Luena conta que só tem ficado na associação durante a manhã. "Eu faço muitos contatos com os clientes, fico postando nas redes sociais sobre o trabalho também, que aí já passo os preços. Agora, com o defeso do camarão desde 1º de abril, não tem com o que trabalhar", afirma.

"Eu peço que a gente não venha sofrer tanto como a gente vem sofrendo. Tanta humilhação para conseguir seguro, conseguir auxílio. E não temos quem brigue por nós também", diz Luena.

Segundo ela, as mulheres da comunidade que são chefes de família têm entrado em depressão. "É uma doença que tem atingido muito os povos indígenas, as mulheres indígenas. Precisamos que olhem o nosso lado", alerta Luena.

“Eu espero que as autoridades, a comunidade em si, venham olhar para os povos indígenas, eu não me vejo trabalhando em outro lugar, a não ser nesse meio da pesca.

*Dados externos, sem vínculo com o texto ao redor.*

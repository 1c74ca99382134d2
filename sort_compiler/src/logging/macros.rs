//! Type-safe logging macros using Code types with Display support
//!
//! All macros are no-ops until global logging is initialized.

// ============================================================================
// ERROR LOGGING MACROS
// ============================================================================

/// Log error with Code type - accepts Display types for context values
#[macro_export]
macro_rules! log_error {
    ($code:expr, $message:expr) => {
        $crate::logging::log_error_with_context($code, $message, None, vec![])
    };

    ($code:expr, $message:expr, span = $span:expr) => {
        $crate::logging::log_error_with_context($code, $message, Some($span), vec![])
    };

    ($code:expr, $message:expr, $($key:expr => $value:expr),+) => {
        {
            let context_strings: Vec<(&str, String)> = vec![$(($key, format!("{}", $value))),+];
            let context_refs: Vec<(&str, &str)> = context_strings.iter()
                .map(|(k, v)| (*k, v.as_str()))
                .collect();
            $crate::logging::log_error_with_context($code, $message, None, context_refs)
        }
    };

    ($code:expr, $message:expr, span = $span:expr, $($key:expr => $value:expr),+) => {
        {
            let context_strings: Vec<(&str, String)> = vec![$(($key, format!("{}", $value))),+];
            let context_refs: Vec<(&str, &str)> = context_strings.iter()
                .map(|(k, v)| (*k, v.as_str()))
                .collect();
            $crate::logging::log_error_with_context($code, $message, Some($span), context_refs)
        }
    };
}

// ============================================================================
// SUCCESS LOGGING MACROS
// ============================================================================

/// Log success with Code type - accepts Display types for context values
#[macro_export]
macro_rules! log_success {
    ($code:expr, $message:expr) => {
        $crate::logging::log_success_with_context($code, $message, vec![])
    };

    ($code:expr, $message:expr, $($key:expr => $value:expr),+) => {
        {
            let context_strings: Vec<(&str, String)> = vec![$(($key, format!("{}", $value))),+];
            let context_refs: Vec<(&str, &str)> = context_strings.iter()
                .map(|(k, v)| (*k, v.as_str()))
                .collect();
            $crate::logging::log_success_with_context($code, $message, context_refs)
        }
    };
}

// ============================================================================
// INFO LOGGING MACROS
// ============================================================================

/// Log informational message - accepts Display types for context values
#[macro_export]
macro_rules! log_info {
    ($message:expr) => {
        $crate::logging::log_info_with_context($message, vec![])
    };

    ($message:expr, $($key:expr => $value:expr),+) => {
        {
            let context_strings: Vec<(&str, String)> = vec![$(($key, format!("{}", $value))),+];
            let context_refs: Vec<(&str, &str)> = context_strings.iter()
                .map(|(k, v)| (*k, v.as_str()))
                .collect();
            $crate::logging::log_info_with_context($message, context_refs)
        }
    };
}

// ============================================================================
// WARNING LOGGING MACROS
// ============================================================================

/// Log warning message - accepts Display types for context values
#[macro_export]
macro_rules! log_warning {
    ($message:expr) => {
        {
            let event = $crate::logging::LogEvent::warning($message);
            if let Some(logger) = $crate::logging::try_get_global_logger() {
                logger.log_event(event);
            }
        }
    };

    ($message:expr, $($key:expr => $value:expr),+) => {
        {
            let mut event = $crate::logging::LogEvent::warning($message);
            $(
                event = event.with_context($key, &format!("{}", $value));
            )+
            if let Some(logger) = $crate::logging::try_get_global_logger() {
                logger.log_event(event);
            }
        }
    };
}

// ============================================================================
// DEBUG LOGGING MACROS
// ============================================================================

/// Log debug message - accepts Display types for context values
///
/// The `code = ...` forms record rejected user input under its error code
/// without raising it to error level.
#[macro_export]
macro_rules! log_debug {
    (code = $code:expr, $message:expr) => {
        {
            if let Some(logger) = $crate::logging::try_get_global_logger() {
                if logger.should_log($crate::logging::LogLevel::Debug) {
                    logger.log_event($crate::logging::LogEvent::debug_with_code($code, $message));
                }
            }
        }
    };

    (code = $code:expr, $message:expr, $($key:expr => $value:expr),+) => {
        {
            if let Some(logger) = $crate::logging::try_get_global_logger() {
                if logger.should_log($crate::logging::LogLevel::Debug) {
                    let mut event = $crate::logging::LogEvent::debug_with_code($code, $message);
                    $(
                        event = event.with_context($key, &format!("{}", $value));
                    )+
                    logger.log_event(event);
                }
            }
        }
    };

    ($message:expr) => {
        {
            if let Some(logger) = $crate::logging::try_get_global_logger() {
                if logger.should_log($crate::logging::LogLevel::Debug) {
                    logger.log_event($crate::logging::LogEvent::debug($message));
                }
            }
        }
    };

    ($message:expr, $($key:expr => $value:expr),+) => {
        {
            if let Some(logger) = $crate::logging::try_get_global_logger() {
                if logger.should_log($crate::logging::LogLevel::Debug) {
                    let mut event = $crate::logging::LogEvent::debug($message);
                    $(
                        event = event.with_context($key, &format!("{}", $value));
                    )+
                    logger.log_event(event);
                }
            }
        }
    };
}

#[cfg(test)]
mod tests {
    use crate::logging::codes;
    use crate::utils::Span;

    #[test]
    fn test_macros_are_safe_without_initialization() {
        let operators: usize = 21;

        log_error!(codes::system::INTERNAL_ERROR, "Stack did not reduce",
            span = Span::single(3),
            "remaining" => 2
        );
        log_success!(codes::success::TOKENIZATION_COMPLETE, "Tokenized",
            "tokens" => 7,
            "operators" => operators
        );
        log_info!("Parsing", "length" => 12);
        log_warning!("Slow batch", "items" => 400);
        log_debug!(code = codes::lexical::TOO_MANY_OPERATORS, "Rejected",
            "operators" => operators
        );
        log_debug!("Trace");
    }
}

Queria muito que olhassem pelos pescadores, e os indígenas...é muito impacto, é complicado, e com a pandemia só vem piorando", alerta Luena.

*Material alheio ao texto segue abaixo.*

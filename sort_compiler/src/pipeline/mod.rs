//! Complete sort expression pipeline: text -> tokens -> postfix -> code

mod error;
mod result;

pub use error::{SortExpressionError, StageError};
pub use result::ParsedExpression;

use crate::codegen::{self, GeneratedCode};
use crate::config::compile_time::expression::MAX_EXPRESSION_LENGTH;
use crate::config::runtime::LexicalPreferences;
use crate::lexical::{LexerError, LexicalAnalyzer};
use crate::logging::codes;
use crate::symbols::ResistNameSet;
use crate::syntax::{self, PostfixParser};
use crate::{log_debug, log_error, log_success};

/// Per-call parsing options
#[derive(Debug, Clone, Copy, Default, PartialEq, Eq)]
pub struct ParseOptions {
    /// Skip the input length cap, for trusted callers
    pub ignore_length_limit: bool,
}

/// Parse user input into a sort expression
pub fn parse_sort_expression(
    raw: &str,
    resists: &ResistNameSet,
) -> Result<ParsedExpression, SortExpressionError> {
    parse_sort_expression_with_options(raw, resists, ParseOptions::default())
}

pub fn parse_sort_expression_with_options(
    raw: &str,
    resists: &ResistNameSet,
    options: ParseOptions,
) -> Result<ParsedExpression, SortExpressionError> {
    let preferences = LexicalPreferences::default();
    let analyzer = LexicalAnalyzer::new(resists).with_preferences(preferences.clone());
    run(raw, analyzer, &preferences, options)
}

/// Parse a canonical expression recovered from a compressed record.
///
/// Aliases are not resolved and resist names are not checked against any
/// set; every other rule still applies.
pub fn parse_canonical_expression(compact: &str) -> Result<ParsedExpression, SortExpressionError> {
    let preferences = LexicalPreferences::default();
    let analyzer = LexicalAnalyzer::canonical().with_preferences(preferences.clone());
    let options = ParseOptions {
        ignore_length_limit: true,
    };
    run(compact, analyzer, &preferences, options)
}

fn run(
    raw: &str,
    mut analyzer: LexicalAnalyzer<'_>,
    preferences: &LexicalPreferences,
    options: ParseOptions,
) -> Result<ParsedExpression, SortExpressionError> {
    let outcome = compile_stages(raw, &mut analyzer, preferences, options);

    match outcome {
        Ok(parsed) => {
            log_success!(
                codes::success::EXPRESSION_PARSED,
                "Sort expression parsed",
                "pretty" => parsed.pretty,
                "compact" => parsed.compact
            );
            Ok(parsed)
        }
        Err(stage) if stage.is_internal() => {
            log_error!(codes::system::INTERNAL_ERROR, "Sort expression compiler fault",
                "reason" => stage,
                "stage_code" => stage.error_code(),
                "input" => raw
            );
            Err(SortExpressionError::internal(stage.to_string()))
        }
        Err(stage) => {
            log_debug!(code = stage.error_code(), "Sort expression rejected",
                "reason" => stage
            );
            Err(SortExpressionError::invalid(&stage, raw))
        }
    }
}

fn compile_stages(
    raw: &str,
    analyzer: &mut LexicalAnalyzer<'_>,
    preferences: &LexicalPreferences,
    options: ParseOptions,
) -> Result<ParsedExpression, StageError> {
    let length = raw.chars().count();
    if !options.ignore_length_limit && length > MAX_EXPRESSION_LENGTH {
        return Err(LexerError::ExpressionTooLong {
            length,
            limit: MAX_EXPRESSION_LENGTH,
        }
        .into());
    }

    let stream = analyzer.tokenize(raw)?;
    let parser = PostfixParser::with_positions(preferences.include_position_in_errors);
    let postfix = syntax::to_postfix_with_parser(&parser, &stream)?;
    let GeneratedCode { pretty, computed } = codegen::generate(&postfix)?;

    Ok(ParsedExpression {
        input: raw.to_string(),
        pretty,
        computed,
        compact: stream.canonical().to_string(),
    })
}

#[cfg(test)]
mod tests {
    use super::*;
    use assert_matches::assert_matches;
    use serde_json::json;

    fn resists() -> ResistNameSet {
        ResistNameSet::with_standard_resists()
    }

    fn parse(raw: &str) -> Result<ParsedExpression, SortExpressionError> {
        parse_sort_expression(raw, &resists())
    }

    fn lookup(path: &str) -> serde_json::Value {
        json!({ "$ifNull": [path, 0] })
    }

    fn message(raw: &str) -> String {
        match parse(raw) {
            Err(SortExpressionError::InvalidExpression { message }) => message,
            other => panic!("expected invalid expression for {:?}, got {:?}", raw, other),
        }
    }

    #[test]
    fn test_single_resist() {
        let parsed = parse("Ice").unwrap();
        assert_eq!(parsed.pretty, "Ice Res");
        assert_eq!(parsed.compact, "ice");
        assert_eq!(
            parsed.computed_document(),
            json!({ "$add": [lookup("$resists.ice"), lookup("$resists.all")] })
        );
    }

    #[test]
    fn test_all_plus_health() {
        let parsed = parse("All + Health").unwrap();
        assert_eq!(parsed.pretty, "All Res + Health Res");
        assert_eq!(
            parsed.computed_document(),
            json!({ "$add": [
                lookup("$resists.all"),
                { "$add": [lookup("$resists.health"), lookup("$resists.all")] }
            ] })
        );
    }

    #[test]
    fn test_grouped_subtraction() {
        let parsed = parse("INT - (DEX + STR)").unwrap();
        assert_eq!(parsed.pretty, "Int - (Dex + Str)");
        assert_eq!(parsed.input, "INT - (DEX + STR)");
        assert_eq!(
            parsed.computed_document(),
            json!({ "$subtract": [
                lookup("$bonuses.int"),
                { "$add": [lookup("$bonuses.dex"), lookup("$bonuses.str")] }
            ] })
        );
    }

    #[test]
    fn test_literal_bounds() {
        assert!(parse("str * 0.0001").is_ok());
        assert!(parse("str * 10000").is_ok());
        assert!(parse("str * 0.00009").is_err());
        assert!(parse("str * 10000.1").is_err());
        assert!(parse("Str + 0").is_err());
    }

    #[test]
    fn test_operator_budget() {
        let twenty = format!("str{}", " + str".repeat(20));
        let twenty_one = format!("str{}", " + str".repeat(21));
        assert!(parse_sort_expression_with_options(
            &twenty,
            &resists(),
            ParseOptions {
                ignore_length_limit: true
            }
        )
        .is_ok());
        assert_matches!(
            parse_sort_expression_with_options(
                &twenty_one,
                &resists(),
                ParseOptions {
                    ignore_length_limit: true
                }
            ),
            Err(SortExpressionError::InvalidExpression { .. })
        );
    }

    #[test]
    fn test_constants_only_is_rejected() {
        assert_eq!(
            message("5"),
            "Sort expressions cannot only contain constant values"
        );
    }

    #[test]
    fn test_divisor_must_be_constant() {
        assert!(message("Fire / (Fire - Fire)")
            .starts_with("You may only divide by constant values"));
        assert!(parse("Fire / 0").is_err());
    }

    #[test]
    fn test_long_input_is_echoed() {
        let text = message("strength + unknownium");
        assert!(text.contains("unknownium"));
        assert!(text.ends_with("\n\nExpression: strength + unknownium"));
    }

    #[test]
    fn test_length_limit() {
        let long = format!("str{}", " ".repeat(MAX_EXPRESSION_LENGTH));
        assert!(parse(&long).is_err());
        assert!(parse_sort_expression_with_options(
            &long,
            &resists(),
            ParseOptions {
                ignore_length_limit: true
            }
        )
        .is_ok());
    }

    #[test]
    fn test_aliases_yield_equivalent_expressions() {
        let spelled = parse("Strength + Dark Resistance").unwrap();
        let canonical = parse("str + darkness").unwrap();
        assert!(spelled.is_equivalent(&canonical));
        assert_ne!(spelled.input, canonical.input);
    }

    #[test]
    fn test_canonical_fast_path() {
        let parsed = parse("Avg Dmg * 2 + mpm").unwrap();
        let restored = parse_canonical_expression(&parsed.compact).unwrap();
        assert!(restored.is_equivalent(&parsed));
        assert!(parse_canonical_expression("Str").is_err());
    }

    #[test]
    fn test_parsed_expression_serializes_document() {
        let parsed = parse("luk").unwrap();
        let value = serde_json::to_value(&parsed).unwrap();
        assert_eq!(value["pretty"], "Luk");
        assert_eq!(value["computed"], lookup("$bonuses.luk"));
    }
}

Luena tem um sonho, que é ensinar às filhas sobre os apetrechos da pesca, rede, é passar os ensinamentos que possui adiante. E sempre com consciência ambiental.

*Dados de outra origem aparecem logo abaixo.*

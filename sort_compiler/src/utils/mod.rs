//! Shared location types used by the lexer, parser and error reporting.

pub mod span;

pub use span::{Location, Position, Span, Spanned};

"A nossa luta é pela pesca artesanal, não aceitamos a pesca industrial, nada que venha maltratar o meio ambiente. Nós, que somos moradores, aprendemos a pescar, a sobreviver do nosso trabalho, da nossa profissão. Quando eu falo isso, vem uma tristeza na minha alma. Isso dói. Nós somos pescadores artesanais e estamos sofrendo muito", conta.

Os desafios impostos pela pandemia, e também por outras questões sociais que atingem as comunidades indígenas, não fazem com que Luena desanime. “Eu sempre fui uma pessoa que sempre aprendi a lutar, guerrear. Então, todas as mulheres indígenas têm um espírito muito guerreira, elas não abaixam a cabeça, elas correm atrás mesmo", afirma.

"Eu admiro muitas mulheres aqui. Eu nunca deixei ninguém me abater. Vinha uma coisa dentro de mim muito mais forte. Eu acho que esse espírito de guerreira, de indígena que nós temos, falava mais alto dentro de mim. Eu falo muito para minhas filhas: mesmo que muitos que não deem o valor, não se abatam”.

Além de todos os prêmios, todas as honras e o respeito que adquiriu na comunidade, Luena também foi escolhida para carregar a tocha olímpica por uma marca que patrocinou as Olimpíadas de 2016. Memórias que ela guarda até hoje, se orgulha e ostenta como exemplo.

"Nossa luta é diária. Onde eu for, eu represento a minha cultura. Ela faz parte do dia a dia da minha vida. Uso acessórios de pena. Quase todos os dias eu uso. E é repassado para minhas filhas também, que estudam em uma escola indígena. Eu vivencio dessa forma".

Já vacinada contra a Covid-19, apesar de ter ficado com receio da vacina em um primeiro momento, Luena faz um alerta sobre a imunização: "É muito importante para todos".

Indígenas e vacina

A Secretaria de Justiça, Direitos Humanos e Desenvolvimento da Bahia (SJDHDS) informa que 18.737 mil indígenas aldeados na Bahia já foram vacinados com a 1ª dose de vacina contra a COVID-19 até o dia 11 de abril. Os dados são do Boletim Informativo da Secretaria de Saúde da Bahia (Sesab), atualizados diariamente.

Ainda segundo o boletim da Sesab, 16.655 mil indígenas aldeados também já receberam a segunda dose da vacina contra o novo coronavírus.

Dados da Secretaria Especial de Saúde Indígena (SESAI), do Ministério da Saúde, apontam que a Bahia registrou, até o dia 9 de abril, 1.007 casos de COVID-19 e 8 óbitos entre a população indígena. Atualmente, 78 indígenas estão com infecção ativa na Bahia.

A SJDHDS atuou junto à Sesab na articulação junto às comunidades indígenas com o objetivo de garantir o atendimento à todas as comunidades do território baiano.

Dados da Coordenação dos Povos Indígenas da SJDHDS apontam que a Bahia tem hoje 33.045 mil indígenas de 26 etnias, localizados em 192 comunidades de 39 municípios baianos.